▶ **YOUR INSTRUCTIONS**
Transcribe the listing below word for word.

▶ **GIVEN ENTRIES**
//! Rule subsumption up to variable renaming
//!
//! `r1` subsumes `r2` when some variable renaming maps `r1`'s head onto
//! `r2`'s head exactly and `r1`'s body atoms into `r2`'s body (making
//! `r2`'s body a super-multiset). The subsumer constrains fewer witnesses,
//! so it is the more general statement and wins deduplication.

use std::collections::HashMap;

use super::types::{Atom, Rule, Term, Var};

/// Check whether `general` subsumes `specific`
pub fn subsumes(general: &Rule, specific: &Rule) -> bool {
    if general.body.len() > specific.body.len() || general.head.len() != specific.head.len() {
        return false;
    }
    let mut mapping: HashMap<Var, Var> = HashMap::new();
    let mut used_head = vec![false; specific.head.len()];
    match_atoms(
        &general.head,
        0,
        &specific.head,
        &mut used_head,
        false,
        &mut mapping,
        &mut |mapping| {
            let mut used_body = vec![false; specific.body.len()];
            match_atoms(
                &general.body,
                0,
                &specific.body,
                &mut used_body,
                true,
                mapping,
                &mut |_| true,
            )
        },
    )
}

/// Backtracking injective match of `general[from..]` into `specific`,
/// invoking `cont` once all atoms are placed
fn match_atoms(
    general: &[Atom],
    from: usize,
    specific: &[Atom],
    used: &mut [bool],
    anon_wild: bool,
    mapping: &mut HashMap<Var, Var>,
    cont: &mut dyn FnMut(&mut HashMap<Var, Var>) -> bool,
) -> bool {
    if from == general.len() {
        return cont(mapping);
    }
    for i in 0..specific.len() {
        if used[i] {
            continue;
        }
        if let Some(added) = atom_bindings(&general[from], &specific[i], anon_wild, mapping) {
            used[i] = true;
            for (g, s) in &added {
                mapping.insert(*g, *s);
            }
            if match_atoms(general, from + 1, specific, used, anon_wild, mapping, cont) {
                return true;
            }
            for (g, _) in &added {
                mapping.remove(g);
            }
            used[i] = false;
        }
    }
    false
}

/// Bindings required to map atom `g` onto atom `s`, or None if impossible
/// under the current mapping. With `anon_wild`, an anonymous term of `g`
/// matches any term of `s`; otherwise anonymity must agree.
fn atom_bindings(
    g: &Atom,
    s: &Atom,
    anon_wild: bool,
    mapping: &HashMap<Var, Var>,
) -> Option<Vec<(Var, Var)>> {
    if g.relation != s.relation || g.arity() != s.arity() {
        return None;
    }
    let mut added: Vec<(Var, Var)> = Vec::new();
    for (gt, st) in g.terms.iter().zip(&s.terms) {
        match (gt, st) {
            (Term::Anonymous, _) if anon_wild => {}
            (Term::Anonymous, Term::Anonymous) => {}
            (Term::Anonymous, Term::Var(_)) => return None,
            (Term::Var(_), Term::Anonymous) => return None,
            (Term::Var(gv), Term::Var(sv)) => {
                let bound = mapping
                    .get(gv)
                    .copied()
                    .or_else(|| added.iter().find(|(v, _)| v == gv).map(|(_, t)| *t));
                match bound {
                    Some(target) if target == *sv => {}
                    Some(_) => return None,
                    None => added.push((*gv, *sv)),
                }
            }
        }
    }
    Some(added)
}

▶ **WRITTEN RESPONSE**
//! Rule subsumption up to variable renaming
//!
//! `r1` subsumes `r2` when some variable renaming maps `r1`'s head onto
//! `r2`'s head exactly and `r1`'s body atoms into `r2`'s body (making
//! `r2`'s body a super-multiset). The subsumer constrains fewer witnesses,
//! so it is the more general statement and wins deduplication.

use std::collections::HashMap;

use super::types::{Atom, Rule, Term, Var};

/// Check whether `general` subsumes `specific`
pub fn subsumes(general: &Rule, specific: &Rule) -> bool {
    if general.body.len() > specific.body.len() || general.head.len() != specific.head.len() {
        return false;
    }
    let mut mapping: HashMap<Var, Var> = HashMap::new();
    let mut used_head = vec![false; specific.head.len()];
    match_atoms(
        &general.head,
        0,
        &specific.head,
        &mut used_head,
        false,
        &mut mapping,
        &mut |mapping| {
            let mut used_body = vec![false; specific.body.len()];
            match_atoms(
                &general.body,
                0,
                &specific.body,
                &mut used_body,
                true,
                mapping,
                &mut |_| true,
            )
        },
    )
}

/// Backtracking injective match of `general[from..]` into `specific`,
/// invoking `cont` once all atoms are placed
fn match_atoms(
    general: &[Atom],
    from: usize,
    specific: &[Atom],
    used: &mut [bool],
    anon_wild: bool,
    mapping: &mut HashMap<Var, Var>,
    cont: &mut dyn FnMut(&mut HashMap<Var, Var>) -> bool,
) -> bool {
    if from == general.len() {
        return cont(mapping);
    }
    for i in 0..specific.len() {
        if used[i] {
            continue;
        }
        if let Some(added) = atom_bindings(&general[from], &specific[i], anon_wild, mapping) {
            used[i] = true;
            for (g, s) in &added {
                mapping.insert(*g, *s);
            }
            if match_atoms(general, from + 1, specific, used, anon_wild, mapping, cont) {
                return true;
            }
            for (g, _) in &added {
                mapping.remove(g);
            }
            used[i] = false;
        }
    }
    false
}

/// Bindings required to map atom `g` onto atom `s`, or None if impossible
/// under the current mapping. With `anon_wild`, an anonymous term of `g`
/// matches any term of `s`; otherwise anonymity must agree.
fn atom_bindings(
    g: &Atom,
    s: &Atom,
    anon_wild: bool,
    mapping: &HashMap<Var, Var>,
) -> Option<Vec<(Var, Var)>> {
    if g.relation != s.relation || g.arity() != s.arity() {
        return None;
    }
    let mut added: Vec<(Var, Var)> = Vec::new();
    for (gt, st) in g.terms.iter().zip(&s.terms) {
        match (gt, st) {
            (Term::Anonymous, _) if anon_wild => {}
            (Term::Anonymous, Term::Anonymous) => {}
            (Term::Anonymous, Term::Var(_)) => return None,
            (Term::Var(_), Term::Anonymous) => return None,
            (Term::Var(gv), Term::Var(sv)) => {
                let bound = mapping
                    .get(gv)
                    .copied()
                    .or_else(|| added.iter().find(|(v, _)| v == gv).map(|(_, t)| *t));
                match bound {
                    Some(target) if target == *sv => {}
                    Some(_) => return None,
                    None => added.push((*gv, *sv)),
                }
            }
        }
    }
    Some(added)
}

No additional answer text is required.